176 West 72nd Street

View of 176 West 72nd Street taken from north along West 72nd Street; Courtesy NYC Municipal Archive

Finishing School to Terra Cotta Finishes

by Tom Miller

The oldest private school for girls in New York City was established in 1816 by Mrs. Esther Smith.  In 1834 her brother, James Boorman erected a double-wide mansion at 1 Fifth Avenue, just above fashionable Washington Square, to house the school.  And then in 1893, now run by the “Misses Graham,” it moved into the mansion at 176 West 72nd Street, on the southeast corner of Broadway.  Here the daughters of well-to-do families were schooled in academic courses, as well as proper demeanor.

The neighborhood chosen by the Graham sisters for the refined school was elegant and residential.  But that would not last.  By the end turn of the century the intersection had become increasingly commercial as both West 72nd Street and Broadway became major thoroughfares.  And in 1904 a subway station was opened in the center of Broadway, directly across from the brownstone mansion.  No longer the environment for genteel young ladies, the school moved on.  Two years later the Real Estate Record & Builders’ Guide reported “Work will soon be started changing the 5-story residence, No. 176 West 72d street into a store, office and studio building.”  The days of elegance were over.

Two years later the Real Estate Record & Builders’ Guide reported “Work will soon be started changing the 5-story residence, No. 176 West 72d street into a store, office and studio building.”  The days of elegance were over.

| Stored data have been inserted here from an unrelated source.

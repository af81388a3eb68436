//! Routing sources to fetch strategies
//!
//! Setup and processing are separate steps: sources are parsed and their
//! tool requirements declared while the dependency is being checked, and
//! only fetched later when it's being met.

use crate::error::{Error, Result};
use crate::locator::{SourceLocator, SourceSpec};
use crate::strategy::FetchStrategy;
use depkit::DepContext;
use std::collections::{BTreeMap, BTreeSet};
use std::rc::Rc;

/// Parses sources and hands each to the strategy for its scheme
#[derive(Default)]
pub struct SourceDispatcher {
    strategies: BTreeMap<String, Rc<dyn FetchStrategy>>,
    locators: Vec<SourceLocator>,
}

impl SourceDispatcher {
    /// Dispatcher with an empty scheme table
    pub fn new() -> Self {
        Self::default()
    }

    /// The standard table: http, https and ftp go to `archive`, git to `git`
    pub fn standard(archive: Rc<dyn FetchStrategy>, git: Rc<dyn FetchStrategy>) -> Self {
        Self::new()
            .with_strategy("http", Rc::clone(&archive))
            .with_strategy("https", Rc::clone(&archive))
            .with_strategy("ftp", archive)
            .with_strategy("git", git)
    }

    pub fn with_strategy(mut self, scheme: &str, strategy: Rc<dyn FetchStrategy>) -> Self {
        self.strategies.insert(scheme.to_ascii_lowercase(), strategy);
        self
    }

    /// Schemes with a registered strategy, sorted
    pub fn supported_schemes(&self) -> Vec<&str> {
        self.strategies.keys().map(String::as_str).collect()
    }

    pub fn strategy_for(&self, scheme: &str) -> Option<&Rc<dyn FetchStrategy>> {
        self.strategies.get(scheme)
    }

    pub fn locators(&self) -> &[SourceLocator] {
        &self.locators
    }

    /// Resolve and parse `sources`, and declare the tools they need on
    /// `owner`. Returns those tools.
    pub fn setup_source_uris(&mut self, owner: &dyn DepContext, sources: &[SourceSpec<'_>]) -> Result<Vec<String>> {
        let mut locators = Vec::with_capacity(sources.len());
        for spec in sources {
            match SourceLocator::parse(&spec.resolve()) {
                Ok(loc) => locators.push(loc),
                Err(e) => {
                    log::error!("{}: {}. {}", owner.name(), e, e.category().advice());
                    return Err(e);
                }
            }
        }
        self.locators = locators;

        let tools = self.required_tools();
        if !tools.is_empty() {
            owner.require(&tools);
        }
        log::info!(
            "{}: {} source(s), requires [{}]",
            owner.name(),
            self.locators.len(),
            tools.join(", ")
        );
        Ok(tools)
    }

    /// Tools needed by the schemes in use
    pub fn required_tools(&self) -> Vec<String> {
        self.locators
            .iter()
            .filter_map(|loc| loc.scheme().required_tool())
            .map(String::from)
            .collect::<BTreeSet<_>>()
            .into_iter()
            .collect()
    }

    /// Fetch every source in order.
    ///
    /// A failed source doesn't stop the others; the first error is returned
    /// once all of them have been tried.
    pub fn process_sources(&self, on_line: &mut dyn FnMut(&str)) -> Result<()> {
        let mut first_err = None;
        let mut failed = 0;
        for locator in &self.locators {
            if let Err(e) = self.process(locator, on_line) {
                failed += 1;
                first_err.get_or_insert(e);
            }
        }

        match first_err {
            None => {
                log::info!("Fetched {} source(s)", self.locators.len());
                Ok(())
            }
            Some(e) => {
                log::error!("{} of {} source(s) failed", failed, self.locators.len());
                Err(e)
            }
        }
    }

    fn process(&self, locator: &SourceLocator, on_line: &mut dyn FnMut(&str)) -> Result<()> {
        let scheme = locator.scheme().as_str();
        let Some(strategy) = self.strategies.get(scheme) else {
            let err = Error::UnsupportedScheme {
                scheme: scheme.to_string(),
                locator: locator.raw().to_string(),
            };
            log::error!(
                "{}. Supported: {}.",
                err,
                self.supported_schemes()
                    .iter()
                    .map(|s| format!("{s}://"))
                    .collect::<Vec<_>>()
                    .join(", ")
            );
            return Err(err);
        };

        log::debug!("{} -> {}", locator, strategy.name());
        strategy.fetch(locator, on_line).inspect_err(|e| {
            log::error!("Couldn't fetch {}: {}. {}", locator, e, e.category().advice());
        })
    }
}

#[cfg(test)]
mod tests {
    use super::*;
    use crate::strategy::MockStrategy;
    use depkit::SourceLocation;
    use std::cell::RefCell;

    #[derive(Default)]
    struct Owner {
        required: RefCell<Vec<String>>,
    }

    impl DepContext for Owner {
        fn name(&self) -> &str {
            "rbenv"
        }

        fn source_location(&self) -> Option<SourceLocation> {
            None
        }

        fn var(&self, _name: &str) -> Option<String> {
            None
        }

        fn mark_unmeetable(&self, _message: &str) {}

        fn require(&self, deps: &[String]) {
            self.required.borrow_mut().extend_from_slice(deps);
        }
    }

    fn setup(sources: &[&str]) -> (SourceDispatcher, Rc<MockStrategy>, Rc<MockStrategy>, Owner) {
        let archive = Rc::new(MockStrategy::new("archive"));
        let git = Rc::new(MockStrategy::new("git"));
        let mut dispatcher = SourceDispatcher::standard(archive.clone(), git.clone());
        let owner = Owner::default();
        let specs: Vec<SourceSpec<'_>> = sources.iter().map(|s| SourceSpec::from(*s)).collect();
        dispatcher.setup_source_uris(&owner, &specs).unwrap();
        (dispatcher, archive, git, owner)
    }

    #[test]
    fn test_git_source_requires_git() {
        let (_, _, _, owner) = setup(&[
            "http://example.com/a.tgz",
            "git://example.com/b.git",
            "git://example.com/c.git",
        ]);
        assert_eq!(*owner.required.borrow(), vec!["git".to_string()]);
    }

    #[test]
    fn test_archive_only_requires_nothing() {
        let (dispatcher, _, _, owner) = setup(&["http://example.com/a.tgz", "ftp://example.com/b.tgz"]);
        assert!(owner.required.borrow().is_empty());
        assert!(dispatcher.required_tools().is_empty());
    }

    #[test]
    fn test_dispatch_routes_every_scheme() {
        let (dispatcher, archive, git, _) = setup(&[
            "http://example.com/a.tgz",
            "git://example.com/b.git",
            "xmpp://chat.example.com",
        ]);

        let err = dispatcher.process_sources(&mut |_| {}).unwrap_err();

        assert_eq!(archive.calls(), vec!["http://example.com/a.tgz".to_string()]);
        assert_eq!(git.calls(), vec!["git://example.com/b.git".to_string()]);
        match err {
            Error::UnsupportedScheme { scheme, .. } => assert_eq!(scheme, "xmpp"),
            other => panic!("unexpected error: {other}"),
        }
    }

    #[test]
    fn test_https_and_ftp_go_to_archive() {
        let (dispatcher, archive, git, _) = setup(&["https://example.com/a.zip", "ftp://example.com/b.tar"]);

        dispatcher.process_sources(&mut |_| {}).unwrap();

        assert_eq!(archive.calls().len(), 2);
        assert!(git.calls().is_empty());
    }

    #[test]
    fn test_dispatch_reaches_strategies_in_any_order() {
        let orderings = [
            ["xmpp://chat.example.com", "http://example.com/a.tgz", "git://example.com/b.git"],
            ["http://example.com/a.tgz", "xmpp://chat.example.com", "git://example.com/b.git"],
            ["git://example.com/b.git", "http://example.com/a.tgz", "xmpp://chat.example.com"],
            ["xmpp://chat.example.com", "git://example.com/b.git", "http://example.com/a.tgz"],
        ];

        for sources in orderings {
            let (dispatcher, archive, git, _) = setup(&sources);

            let err = dispatcher.process_sources(&mut |_| {}).unwrap_err();

            assert_eq!(archive.calls(), vec!["http://example.com/a.tgz".to_string()], "{sources:?}");
            assert_eq!(git.calls(), vec!["git://example.com/b.git".to_string()], "{sources:?}");
            assert!(matches!(err, Error::UnsupportedScheme { .. }), "{sources:?}");
        }
    }

    #[test]
    fn test_first_error_is_returned() {
        let archive = Rc::new(MockStrategy::new("archive").failing_on("http://example.com/a.tgz"));
        let git = Rc::new(MockStrategy::new("git"));
        let mut dispatcher = SourceDispatcher::standard(archive.clone(), git.clone());
        let specs = [
            SourceSpec::from("http://example.com/a.tgz"),
            SourceSpec::from("xmpp://chat.example.com"),
        ];
        dispatcher.setup_source_uris(&Owner::default(), &specs).unwrap();

        let err = dispatcher.process_sources(&mut |_| {}).unwrap_err();

        assert!(matches!(err, Error::DownloadFailed { .. }));
    }

    #[test]
    fn test_strategy_failure_doesnt_stop_processing() {
        let archive = Rc::new(MockStrategy::new("archive").failing_on("http://example.com/a.tgz"));
        let git = Rc::new(MockStrategy::new("git"));
        let mut dispatcher = SourceDispatcher::standard(archive.clone(), git.clone());
        let specs = [
            SourceSpec::from("http://example.com/a.tgz"),
            SourceSpec::from("git://example.com/b.git"),
        ];
        dispatcher.setup_source_uris(&Owner::default(), &specs).unwrap();

        assert!(dispatcher.process_sources(&mut |_| {}).is_err());
        assert_eq!(git.calls(), vec!["git://example.com/b.git".to_string()]);
    }

    #[test]
    fn test_output_lines_forwarded() {
        let (dispatcher, _, _, _) = setup(&["git://example.com/b.git"]);
        let mut lines = Vec::new();

        dispatcher.process_sources(&mut |l| lines.push(l.to_string())).unwrap();

        assert_eq!(lines, vec!["git fetching git://example.com/b.git".to_string()]);
    }

    #[test]
    fn test_deferred_source_and_bad_locator() {
        let mut dispatcher = SourceDispatcher::standard(
            Rc::new(MockStrategy::new("archive")),
            Rc::new(MockStrategy::new("git")),
        );
        let owner = Owner::default();
        let specs = [SourceSpec::Deferred(Box::new(|| "git://example.com/late.git".to_string()))];
        dispatcher.setup_source_uris(&owner, &specs).unwrap();
        assert_eq!(dispatcher.locators()[0].raw(), "git://example.com/late.git");

        let bad = [SourceSpec::from("no scheme here")];
        assert!(matches!(
            dispatcher.setup_source_uris(&owner, &bad),
            Err(Error::InvalidLocator { .. })
        ));
    }

    #[test]
    fn test_supported_schemes_sorted() {
        let (dispatcher, _, _, _) = setup(&[]);
        assert_eq!(dispatcher.supported_schemes(), vec!["ftp", "git", "http", "https"]);
    }
}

In 1938 the converted mansion was demolished by the 30th Properties, Inc., a development firm that recognized the commercial potential of the busy corner.  It hired architect Arthur Weiser to design a mercantile structure on the site.  With the Great Depression over and soaring business buildings dotting the neighborhood, Weiser’s mere two-story structure is surprising and befuddling.

While seemingly wasting potentially valuable air space, the little building was nonetheless handsome.  It engulfed the 30-foot wide 72nd Street plot and the long stretch of property along Broadway that originally included the rear yard.  Weiser turned to the sleek Art Moderne style, giving the ground floor shops simple lines and vast show windows.  The space between the first and second stories was designed to display the names of the several stores.   The second floor was nearly entirely glass, flooding the interior with natural light.  Above, gleaming light blue concave terra cotta panels provided an undulating effect; almost a Jazz Age take on 18th century linen-fold panels.

Broadway Elevation

Image Courtesy Office for Metropolitan History, ca. 1953

1930's Tax Photo

Image Courtesy NYC Municipal Archive

The 30th Properties, Inc. crammed the building full of commercial tenants.  Initial ground floor shops included a Rand’s Hamburgers stand where busy office girls could grab a hamburger for a nickel (about $1 today); corner cigar store; and further down Broadway a cafeteria.   The second floor was taken up almost entirely by the sprawling National Beauty Parlors.

As the decades passed more and more signage covered the façade.  Vying for pedestrian notice, tenants erected larger and larger billboards, drilling through the terra cotta panels and creating further damage with each new sign.

Vying for pedestrian notice, tenants erected larger and larger billboards, drilling through the terra cotta panels and creating further damage with each new sign.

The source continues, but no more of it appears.